Changes in dopaminergic and glutamatergic signaling pathways
Intermittent ethanol treatment causes a decrease in expression of the dopamine receptor type 2 (D2R) and a decrease in phosphorylation of 2B subunit of the NMDA receptor (NMDAR2B) in the prefrontal cortex, hippocampus, nucleus accumbens, and for only D2R the striatum. It also causes changes in the acetylation of histones H3 and H4 in the prefrontal cortex, nucleus accumbens, and striatum, suggesting chromatin remodeling changes which may mediate long-term alterations. Additionally, adolescent rats pre-exposed to ethanol have higher basal levels of dopamine in the nucleus accumbens, along with a prolonged dopamine response in this area in response to a challenge dose of ethanol. Together, these results suggest that alcohol exposure during adolescence can sensitize the mesolimbic and mesocortical dopamine pathways to cause changes in dopaminergic and glutamatergic signaling, which may affect the remodeling and functions of the adolescent brain. These changes are significant as alcohol’s effect on NMDARs could contribute to learning and memory dysfunction (see Effects of alcohol on memory).

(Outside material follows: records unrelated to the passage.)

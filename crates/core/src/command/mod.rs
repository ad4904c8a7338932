//! Command engine
//!
//! The structured command form ([`types`]), the string transformer
//! ([`transformer`]), cache key/memoisation helpers ([`cache_utils`]), and
//! the dependency-ordered execution machinery ([`runner`], [`batch`]).

pub mod batch;
pub mod cache_utils;
pub mod runner;
pub mod transformer;
pub mod types;

pub use batch::CommandBatch;
pub use runner::CommandRunner;
pub use types::{CommandRecord, CommandSpec, CommandType, Subquery};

Inhibition of hippocampal neurogenesis
Excessive alcohol intake (binge drinking) causes a decrease in hippocampal neurogenesis, via decreases in neural stem cell proliferation and newborn cell survival. Alcohol decreases the number of cells in S-phase of the cell cycle, and may arrest cells in the G1 phase, thus inhibiting their proliferation. Ethanol has different effects on different types of actively dividing hippocampal progenitors during their initial phases of neuronal development. Chronic alcohol exposure decreases the number of proliferating cells that are radial glia-like, preneuronal, and intermediate types, while not affecting early neuronal type cells; suggesting ethanol treatment alters the precursor cell pool. Furthermore, there is a greater decrease in differentiation and immature neurons than there is in proliferating progenitors, suggesting that the abnormal decrease in the percentage of actively dividing preneuronal progenitors results in a greater reduction in the maturation and survival of postmitotic cells.

Additionally, alcohol exposure increased several markers of cell death. In these studies neural degeneration seems to be mediated by non-apoptotic pathways. One of the proposed mechanisms for alcohol’s neurotoxicity is the production of nitric oxide (NO), yet other studies have found alcohol-induced NO production to lead to apoptosis (see Neuroinflammation section).

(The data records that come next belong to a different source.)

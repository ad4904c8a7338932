//! Command batches
//!
//! A batch queues commands for one subject and drains them in dependency
//! order, sharing cache-invalidation semantics: cacheable transitive
//! dependencies of requested commands run (or at least hit their cache) in
//! topological position, so recomputed nodes invalidate their dependants
//! correctly.

use crate::command::cache_utils;
use crate::command::runner::CommandRunner;
use crate::command::transformer::{self, EntityKey};
use crate::command::types::Entity;
use crate::errors::{LimarError, Result};
use crate::manifest::item::Retention;
use crate::orchestrator::ModuleContext;
use indexmap::IndexMap;
use serde_json::Value;
use std::collections::{BTreeSet, HashSet};
use tracing::{debug, trace};

pub struct CommandBatch<'r> {
    runner: &'r CommandRunner,
    subject: Vec<String>,

    run_queue: BTreeSet<(usize, String)>,
    directly_requested: HashSet<String>,
    // Assumes the batch caches command output by ref only; commands with
    // dynamic input need their cache disabled.
    cacheable: HashSet<String>,
}

impl<'r> CommandBatch<'r> {
    pub(crate) fn new(runner: &'r CommandRunner, subject: Vec<String>) -> Self {
        Self {
            runner,
            subject,
            run_queue: BTreeSet::new(),
            directly_requested: HashSet::new(),
            cacheable: HashSet::new(),
        }
    }

    /// Add the commands for the given refs to the batch
    ///
    /// Cacheable transitive dependencies are also queued, at their
    /// topological position and without duplicates, to keep cache
    /// invalidation ordered correctly.
    pub fn add(&mut self, refs: &[String]) -> Result<()> {
        for ref_name in refs {
            if self.directly_requested.contains(ref_name) {
                continue;
            }
            self.directly_requested.insert(ref_name.clone());

            let item = self
                .runner
                .command_items()
                .get(ref_name)
                .ok_or_else(|| {
                    LimarError::batch(format!("Unknown command ref '{ref_name}'"))
                })?;

            let (is_cacheable, transitive_dependencies) = {
                let item = item.borrow();
                let command = item.command.as_ref().ok_or_else(|| {
                    LimarError::batch(format!("Item '{ref_name}' carries no command"))
                })?;
                (
                    cache_utils::is_enabled(&item),
                    command.transitive_dependencies.clone(),
                )
            };

            if !is_cacheable || !self.cacheable.contains(ref_name) {
                self.queue(ref_name)?;
            }
            if is_cacheable {
                self.cacheable.insert(ref_name.clone());
            }

            for dep_ref in &transitive_dependencies {
                let dep_item = self
                    .runner
                    .command_items()
                    .get(dep_ref)
                    .ok_or_else(|| {
                        LimarError::batch(format!("Unknown command ref '{dep_ref}'"))
                    })?;
                if cache_utils::is_enabled(&dep_item.borrow())
                    && !self.cacheable.contains(dep_ref)
                {
                    self.queue(dep_ref)?;
                    self.cacheable.insert(dep_ref.clone());
                }
            }
        }
        Ok(())
    }

    fn queue(&mut self, ref_name: &str) -> Result<()> {
        let index = self.runner.order_index(ref_name).ok_or_else(|| {
            LimarError::batch(format!("Command ref '{ref_name}' has no topological position"))
        })?;
        self.run_queue.insert((index, ref_name.to_string()));
        Ok(())
    }

    /// Drain the queue in topological order and return the merged entities
    /// of the directly-requested commands, keyed by the subject's id(s)
    pub fn process(&mut self, ctx: &ModuleContext) -> Result<IndexMap<EntityKey, Entity>> {
        let mut command_outputs: Vec<Entity> = Vec::new();
        let mut refs_with_batch_retention: HashSet<String> = HashSet::new();

        while let Some((index, command_ref)) = self.run_queue.iter().next().cloned() {
            self.run_queue.remove(&(index, command_ref.clone()));

            let item = self
                .runner
                .command_items()
                .get(&command_ref)
                .ok_or_else(|| {
                    LimarError::batch(format!("Unknown command ref '{command_ref}'"))
                })?;
            let (cacheable, retention) = {
                let item = item.borrow();
                (
                    cache_utils::is_enabled(&item),
                    cache_utils::retention_of(&item),
                )
            };
            if cacheable && retention == Retention::Batch {
                refs_with_batch_retention.insert(command_ref.clone());
            }

            // Runs directly, or through the cache (with dependant
            // invalidation) when the command is cacheable
            let output = self.runner.run_ref(ctx, &command_ref)?;
            trace!(command_ref, "command output collected");

            if self.directly_requested.contains(&command_ref) && !output.is_null() {
                match output {
                    Value::Array(entities) => command_outputs.extend(entities),
                    other => command_outputs.push(other),
                }
            }
        }

        self.directly_requested.clear();
        self.cacheable.clear();

        // Batch-retention cache entries do not outlive the batch
        if !refs_with_batch_retention.is_empty() {
            let keys: Vec<Value> = refs_with_batch_retention
                .iter()
                .map(|ref_name| self.runner.key_for_ref(ref_name).map(Value::String))
                .collect::<Result<_>>()?;
            ctx.call("cache", "delete", &keys)?;
        }

        debug!(outputs = command_outputs.len(), "merging batch entities");
        transformer::merge_entities(
            self.runner.subject_items(),
            &command_outputs,
            &self.subject,
        )
    }
}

Transient versus stable alterations

Many negative physiologic consequences of alcoholism are reversible during abstinence.  As an example, long-term chronic alcoholics suffer a variety of cognitive deficiencies.  However, multiyear abstinence resolves most neurocognitive deficits, except for some lingering deficits in spatial processing.  Nevertheless there are some frequent long-term consequences that are not reversible during abstinence.  Alcohol craving (compulsive need to consume alcohol) is frequently present long-term among alcoholics.  Among 461 individuals who sought help for alcohol problems, followup was provided for up to 16 years.  By 16 years, 54% of those who tried to remain abstinent without professional help had relapsed, and 39% of those who tried to remain abstinent with help had relapsed.

Alcohol consumption can substantially impair neurobiologically-beneficial and -demanding exercise.

Long-term, stable consequences of chronic hazardous alcohol use are thought to be due to stable alterations of gene expression resulting from epigenetic changes within particular regions of the brain.  For example, in rats exposed to alcohol for up to 5 days, there was an increase in histone 3 lysine 9 acetylation in the pronociceptin promoter in the brain amygdala complex.  This acetylation is an activating mark for pronociceptin.  The nociceptin/nociceptin opioid receptor system is involved in the reinforcing or conditioning effects of alcohol.